Action item. Below are records; copy every line among them that contains the word "crate".

Data section.
↓
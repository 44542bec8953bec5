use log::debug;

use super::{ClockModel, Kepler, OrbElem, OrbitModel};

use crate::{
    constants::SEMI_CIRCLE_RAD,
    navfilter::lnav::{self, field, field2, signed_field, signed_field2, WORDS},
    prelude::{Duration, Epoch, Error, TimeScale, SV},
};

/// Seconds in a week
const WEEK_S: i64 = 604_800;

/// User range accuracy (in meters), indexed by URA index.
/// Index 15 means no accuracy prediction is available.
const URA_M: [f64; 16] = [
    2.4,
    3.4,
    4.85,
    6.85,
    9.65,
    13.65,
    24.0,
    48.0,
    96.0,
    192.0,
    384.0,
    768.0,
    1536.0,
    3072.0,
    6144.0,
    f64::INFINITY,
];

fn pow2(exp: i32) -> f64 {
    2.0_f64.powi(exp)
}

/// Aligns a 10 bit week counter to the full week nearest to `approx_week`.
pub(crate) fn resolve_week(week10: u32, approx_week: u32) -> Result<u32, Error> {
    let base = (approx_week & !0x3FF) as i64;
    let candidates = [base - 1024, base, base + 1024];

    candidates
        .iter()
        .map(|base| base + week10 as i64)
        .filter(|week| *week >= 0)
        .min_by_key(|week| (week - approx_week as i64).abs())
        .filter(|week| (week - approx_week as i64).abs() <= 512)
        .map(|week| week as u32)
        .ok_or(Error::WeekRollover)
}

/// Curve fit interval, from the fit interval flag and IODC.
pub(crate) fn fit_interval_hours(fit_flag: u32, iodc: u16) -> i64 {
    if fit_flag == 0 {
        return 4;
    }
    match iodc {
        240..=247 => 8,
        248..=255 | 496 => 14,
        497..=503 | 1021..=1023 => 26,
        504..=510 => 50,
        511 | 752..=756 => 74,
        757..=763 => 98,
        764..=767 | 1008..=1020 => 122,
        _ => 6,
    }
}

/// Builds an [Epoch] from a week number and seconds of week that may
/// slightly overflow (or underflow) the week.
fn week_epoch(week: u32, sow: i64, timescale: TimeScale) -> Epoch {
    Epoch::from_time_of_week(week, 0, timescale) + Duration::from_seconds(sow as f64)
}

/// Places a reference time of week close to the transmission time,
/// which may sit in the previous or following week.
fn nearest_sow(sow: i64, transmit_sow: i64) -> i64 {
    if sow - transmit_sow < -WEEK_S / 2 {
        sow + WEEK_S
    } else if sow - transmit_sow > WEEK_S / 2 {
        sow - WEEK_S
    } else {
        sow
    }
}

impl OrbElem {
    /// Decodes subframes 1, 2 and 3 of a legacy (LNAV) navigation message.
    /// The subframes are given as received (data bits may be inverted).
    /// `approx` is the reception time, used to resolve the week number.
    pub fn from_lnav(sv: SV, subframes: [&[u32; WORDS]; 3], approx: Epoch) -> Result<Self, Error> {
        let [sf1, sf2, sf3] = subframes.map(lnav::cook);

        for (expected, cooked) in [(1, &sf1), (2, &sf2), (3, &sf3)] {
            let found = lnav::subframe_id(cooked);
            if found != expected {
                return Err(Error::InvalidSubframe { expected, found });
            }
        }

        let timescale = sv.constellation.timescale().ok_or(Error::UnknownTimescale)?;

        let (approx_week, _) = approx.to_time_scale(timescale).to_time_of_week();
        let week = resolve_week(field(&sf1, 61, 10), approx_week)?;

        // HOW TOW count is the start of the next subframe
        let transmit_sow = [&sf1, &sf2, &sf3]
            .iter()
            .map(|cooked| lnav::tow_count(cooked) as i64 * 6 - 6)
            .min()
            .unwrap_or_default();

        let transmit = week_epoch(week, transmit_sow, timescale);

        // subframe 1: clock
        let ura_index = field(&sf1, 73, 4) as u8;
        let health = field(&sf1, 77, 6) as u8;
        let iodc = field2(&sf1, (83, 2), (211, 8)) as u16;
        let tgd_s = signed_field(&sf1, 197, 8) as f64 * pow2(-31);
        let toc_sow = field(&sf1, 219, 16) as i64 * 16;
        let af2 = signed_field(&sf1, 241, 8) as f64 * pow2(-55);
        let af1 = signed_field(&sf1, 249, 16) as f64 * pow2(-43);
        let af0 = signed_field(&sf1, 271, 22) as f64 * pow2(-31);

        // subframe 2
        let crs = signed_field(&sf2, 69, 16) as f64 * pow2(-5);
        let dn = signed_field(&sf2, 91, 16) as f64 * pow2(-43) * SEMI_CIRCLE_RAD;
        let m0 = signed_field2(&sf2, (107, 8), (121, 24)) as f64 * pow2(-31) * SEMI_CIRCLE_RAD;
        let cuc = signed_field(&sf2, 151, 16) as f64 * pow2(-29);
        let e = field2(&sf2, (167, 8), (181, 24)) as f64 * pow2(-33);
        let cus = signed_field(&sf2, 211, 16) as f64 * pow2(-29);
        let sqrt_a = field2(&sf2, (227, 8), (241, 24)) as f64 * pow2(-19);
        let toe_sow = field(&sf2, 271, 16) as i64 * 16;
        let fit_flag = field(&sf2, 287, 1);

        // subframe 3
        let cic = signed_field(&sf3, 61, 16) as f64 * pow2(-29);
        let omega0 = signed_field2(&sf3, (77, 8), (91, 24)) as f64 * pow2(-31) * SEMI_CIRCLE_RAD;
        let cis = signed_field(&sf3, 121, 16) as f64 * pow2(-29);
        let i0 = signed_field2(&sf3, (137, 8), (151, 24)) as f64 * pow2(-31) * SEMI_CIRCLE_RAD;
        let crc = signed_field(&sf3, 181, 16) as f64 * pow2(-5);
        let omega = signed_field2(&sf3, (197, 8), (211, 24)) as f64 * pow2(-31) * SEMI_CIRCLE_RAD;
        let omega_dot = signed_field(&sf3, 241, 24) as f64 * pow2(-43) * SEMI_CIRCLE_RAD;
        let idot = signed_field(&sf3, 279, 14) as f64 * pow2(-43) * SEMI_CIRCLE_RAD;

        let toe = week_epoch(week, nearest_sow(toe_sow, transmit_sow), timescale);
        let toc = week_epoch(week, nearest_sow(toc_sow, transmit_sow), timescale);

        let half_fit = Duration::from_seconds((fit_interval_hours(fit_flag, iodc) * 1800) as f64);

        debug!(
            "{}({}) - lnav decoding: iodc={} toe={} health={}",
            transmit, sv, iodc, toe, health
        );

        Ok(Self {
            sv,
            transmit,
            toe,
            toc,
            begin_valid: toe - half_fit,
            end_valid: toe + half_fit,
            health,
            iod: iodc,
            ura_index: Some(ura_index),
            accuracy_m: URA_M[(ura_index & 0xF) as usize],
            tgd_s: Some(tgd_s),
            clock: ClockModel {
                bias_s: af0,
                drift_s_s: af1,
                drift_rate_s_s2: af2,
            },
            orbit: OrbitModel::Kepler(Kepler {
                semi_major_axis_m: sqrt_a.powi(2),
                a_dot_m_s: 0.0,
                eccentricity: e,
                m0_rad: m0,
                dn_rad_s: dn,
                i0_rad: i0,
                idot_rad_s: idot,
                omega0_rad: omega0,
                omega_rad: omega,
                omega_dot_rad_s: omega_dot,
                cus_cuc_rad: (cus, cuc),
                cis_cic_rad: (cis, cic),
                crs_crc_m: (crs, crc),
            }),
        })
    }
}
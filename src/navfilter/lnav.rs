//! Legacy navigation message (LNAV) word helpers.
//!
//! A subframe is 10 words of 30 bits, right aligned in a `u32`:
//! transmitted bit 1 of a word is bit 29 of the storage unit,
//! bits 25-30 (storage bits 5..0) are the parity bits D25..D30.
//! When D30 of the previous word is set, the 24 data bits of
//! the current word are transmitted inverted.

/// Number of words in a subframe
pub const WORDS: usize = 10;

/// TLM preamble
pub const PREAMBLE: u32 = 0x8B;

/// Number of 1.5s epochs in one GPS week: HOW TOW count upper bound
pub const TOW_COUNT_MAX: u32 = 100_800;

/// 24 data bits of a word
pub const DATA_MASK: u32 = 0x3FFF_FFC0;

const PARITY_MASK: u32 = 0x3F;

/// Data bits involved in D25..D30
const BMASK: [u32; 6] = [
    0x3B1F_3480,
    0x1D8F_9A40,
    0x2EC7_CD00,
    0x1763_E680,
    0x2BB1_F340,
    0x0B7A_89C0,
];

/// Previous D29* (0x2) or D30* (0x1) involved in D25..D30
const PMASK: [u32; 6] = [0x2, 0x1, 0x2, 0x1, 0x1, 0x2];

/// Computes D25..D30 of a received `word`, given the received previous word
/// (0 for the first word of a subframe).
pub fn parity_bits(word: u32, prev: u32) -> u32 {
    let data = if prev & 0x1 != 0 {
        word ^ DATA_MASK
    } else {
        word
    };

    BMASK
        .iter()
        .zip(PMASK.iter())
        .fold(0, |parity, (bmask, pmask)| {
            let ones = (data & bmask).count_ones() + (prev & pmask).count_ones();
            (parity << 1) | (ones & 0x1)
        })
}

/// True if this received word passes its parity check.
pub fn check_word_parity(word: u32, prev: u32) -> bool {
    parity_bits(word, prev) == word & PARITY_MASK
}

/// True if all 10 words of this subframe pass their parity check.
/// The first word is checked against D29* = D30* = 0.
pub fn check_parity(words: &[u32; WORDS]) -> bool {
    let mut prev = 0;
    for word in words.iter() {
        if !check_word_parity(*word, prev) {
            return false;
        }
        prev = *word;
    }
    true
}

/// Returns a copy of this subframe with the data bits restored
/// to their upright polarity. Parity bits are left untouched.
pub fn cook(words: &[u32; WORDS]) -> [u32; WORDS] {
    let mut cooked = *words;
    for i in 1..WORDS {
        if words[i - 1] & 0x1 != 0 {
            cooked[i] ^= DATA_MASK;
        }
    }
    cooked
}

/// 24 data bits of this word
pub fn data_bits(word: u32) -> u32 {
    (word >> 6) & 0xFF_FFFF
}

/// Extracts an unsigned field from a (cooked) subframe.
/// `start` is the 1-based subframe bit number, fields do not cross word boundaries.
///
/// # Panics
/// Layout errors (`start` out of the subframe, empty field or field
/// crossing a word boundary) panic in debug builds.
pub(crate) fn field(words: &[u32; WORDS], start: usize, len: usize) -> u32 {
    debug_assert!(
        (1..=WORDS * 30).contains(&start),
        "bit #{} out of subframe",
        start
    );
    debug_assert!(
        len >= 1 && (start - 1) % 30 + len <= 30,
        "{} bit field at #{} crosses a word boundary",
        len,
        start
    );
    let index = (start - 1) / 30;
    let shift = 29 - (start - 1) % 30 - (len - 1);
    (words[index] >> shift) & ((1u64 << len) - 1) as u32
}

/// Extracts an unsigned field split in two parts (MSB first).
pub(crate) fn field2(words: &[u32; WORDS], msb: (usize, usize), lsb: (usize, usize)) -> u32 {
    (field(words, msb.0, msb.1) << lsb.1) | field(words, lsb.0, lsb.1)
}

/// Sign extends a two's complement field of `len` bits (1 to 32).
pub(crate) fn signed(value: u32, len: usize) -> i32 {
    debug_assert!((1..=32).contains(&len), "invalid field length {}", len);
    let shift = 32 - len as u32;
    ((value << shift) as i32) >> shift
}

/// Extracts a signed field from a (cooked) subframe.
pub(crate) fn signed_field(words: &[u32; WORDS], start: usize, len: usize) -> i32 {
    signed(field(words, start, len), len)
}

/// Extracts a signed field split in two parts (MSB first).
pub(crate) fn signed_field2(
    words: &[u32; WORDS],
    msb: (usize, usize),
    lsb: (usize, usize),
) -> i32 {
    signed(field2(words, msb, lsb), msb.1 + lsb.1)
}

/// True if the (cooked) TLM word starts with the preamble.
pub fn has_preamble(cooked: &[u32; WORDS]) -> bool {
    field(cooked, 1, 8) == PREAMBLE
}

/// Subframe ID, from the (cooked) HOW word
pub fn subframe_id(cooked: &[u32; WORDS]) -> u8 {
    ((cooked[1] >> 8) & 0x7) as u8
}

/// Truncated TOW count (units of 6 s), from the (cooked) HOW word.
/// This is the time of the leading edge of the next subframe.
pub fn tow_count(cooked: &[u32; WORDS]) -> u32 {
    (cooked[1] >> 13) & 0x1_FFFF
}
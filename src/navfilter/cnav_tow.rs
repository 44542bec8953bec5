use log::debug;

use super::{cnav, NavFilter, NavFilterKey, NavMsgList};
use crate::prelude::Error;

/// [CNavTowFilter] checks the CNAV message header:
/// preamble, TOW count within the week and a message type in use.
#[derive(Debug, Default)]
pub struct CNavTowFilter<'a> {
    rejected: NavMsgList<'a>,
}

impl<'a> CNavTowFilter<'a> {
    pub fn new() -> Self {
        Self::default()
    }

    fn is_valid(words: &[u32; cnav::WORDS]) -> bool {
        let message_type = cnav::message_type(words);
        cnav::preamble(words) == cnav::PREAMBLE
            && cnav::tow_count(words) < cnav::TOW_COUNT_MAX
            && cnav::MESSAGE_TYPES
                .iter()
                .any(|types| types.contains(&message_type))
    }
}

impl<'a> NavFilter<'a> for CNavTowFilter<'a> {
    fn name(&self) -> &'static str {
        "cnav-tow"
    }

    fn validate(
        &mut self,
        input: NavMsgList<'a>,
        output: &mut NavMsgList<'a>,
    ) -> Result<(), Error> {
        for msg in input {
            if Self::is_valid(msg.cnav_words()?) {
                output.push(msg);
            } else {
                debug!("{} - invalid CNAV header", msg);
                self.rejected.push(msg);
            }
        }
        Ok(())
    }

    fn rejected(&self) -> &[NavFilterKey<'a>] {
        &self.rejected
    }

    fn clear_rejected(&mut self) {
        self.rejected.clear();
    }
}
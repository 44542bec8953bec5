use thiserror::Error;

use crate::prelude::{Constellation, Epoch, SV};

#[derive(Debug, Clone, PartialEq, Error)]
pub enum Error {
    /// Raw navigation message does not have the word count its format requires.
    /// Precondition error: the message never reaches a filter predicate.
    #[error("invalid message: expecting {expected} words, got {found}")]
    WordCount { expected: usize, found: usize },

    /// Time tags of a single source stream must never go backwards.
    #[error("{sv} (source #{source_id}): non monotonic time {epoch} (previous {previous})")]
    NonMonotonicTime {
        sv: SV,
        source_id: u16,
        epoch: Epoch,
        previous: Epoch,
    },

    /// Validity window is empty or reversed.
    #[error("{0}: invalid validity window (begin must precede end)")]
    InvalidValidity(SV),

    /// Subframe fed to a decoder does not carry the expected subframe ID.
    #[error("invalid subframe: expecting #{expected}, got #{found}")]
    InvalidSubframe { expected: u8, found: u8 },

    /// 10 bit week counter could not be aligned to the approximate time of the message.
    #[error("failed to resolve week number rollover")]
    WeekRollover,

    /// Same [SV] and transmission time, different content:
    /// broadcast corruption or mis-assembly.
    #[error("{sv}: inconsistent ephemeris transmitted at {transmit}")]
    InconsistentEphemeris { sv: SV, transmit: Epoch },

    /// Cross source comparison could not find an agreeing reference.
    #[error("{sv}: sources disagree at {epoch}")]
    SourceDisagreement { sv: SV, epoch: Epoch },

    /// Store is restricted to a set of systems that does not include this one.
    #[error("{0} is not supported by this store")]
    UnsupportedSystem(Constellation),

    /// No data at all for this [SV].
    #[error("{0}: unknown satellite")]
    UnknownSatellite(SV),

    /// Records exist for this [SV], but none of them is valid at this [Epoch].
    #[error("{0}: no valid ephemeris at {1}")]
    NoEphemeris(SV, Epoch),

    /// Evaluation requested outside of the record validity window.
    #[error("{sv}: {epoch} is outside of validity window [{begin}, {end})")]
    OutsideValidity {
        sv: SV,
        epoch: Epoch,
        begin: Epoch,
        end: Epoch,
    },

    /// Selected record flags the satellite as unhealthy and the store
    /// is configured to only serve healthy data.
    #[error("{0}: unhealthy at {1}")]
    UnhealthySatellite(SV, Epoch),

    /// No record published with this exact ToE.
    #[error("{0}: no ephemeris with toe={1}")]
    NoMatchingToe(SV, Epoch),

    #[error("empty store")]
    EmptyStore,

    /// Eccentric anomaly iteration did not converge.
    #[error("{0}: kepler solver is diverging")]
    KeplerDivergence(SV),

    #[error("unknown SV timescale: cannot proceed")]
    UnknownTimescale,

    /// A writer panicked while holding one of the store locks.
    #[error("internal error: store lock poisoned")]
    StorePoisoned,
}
↑
Task output.
use crate::{
pub(crate) fn resolve_week(week10: u32, approx_week: u32) -> Result<u32, Error> {
pub(crate) fn fit_interval_hours(fit_flag: u32, iodc: u16) -> i64 {
pub(crate) fn field(words: &[u32; WORDS], start: usize, len: usize) -> u32 {
pub(crate) fn field2(words: &[u32; WORDS], msb: (usize, usize), lsb: (usize, usize)) -> u32 {
pub(crate) fn signed(value: u32, len: usize) -> i32 {
pub(crate) fn signed_field(words: &[u32; WORDS], start: usize, len: usize) -> i32 {
pub(crate) fn signed_field2(
use crate::prelude::Error;
use crate::prelude::{Constellation, Epoch, SV};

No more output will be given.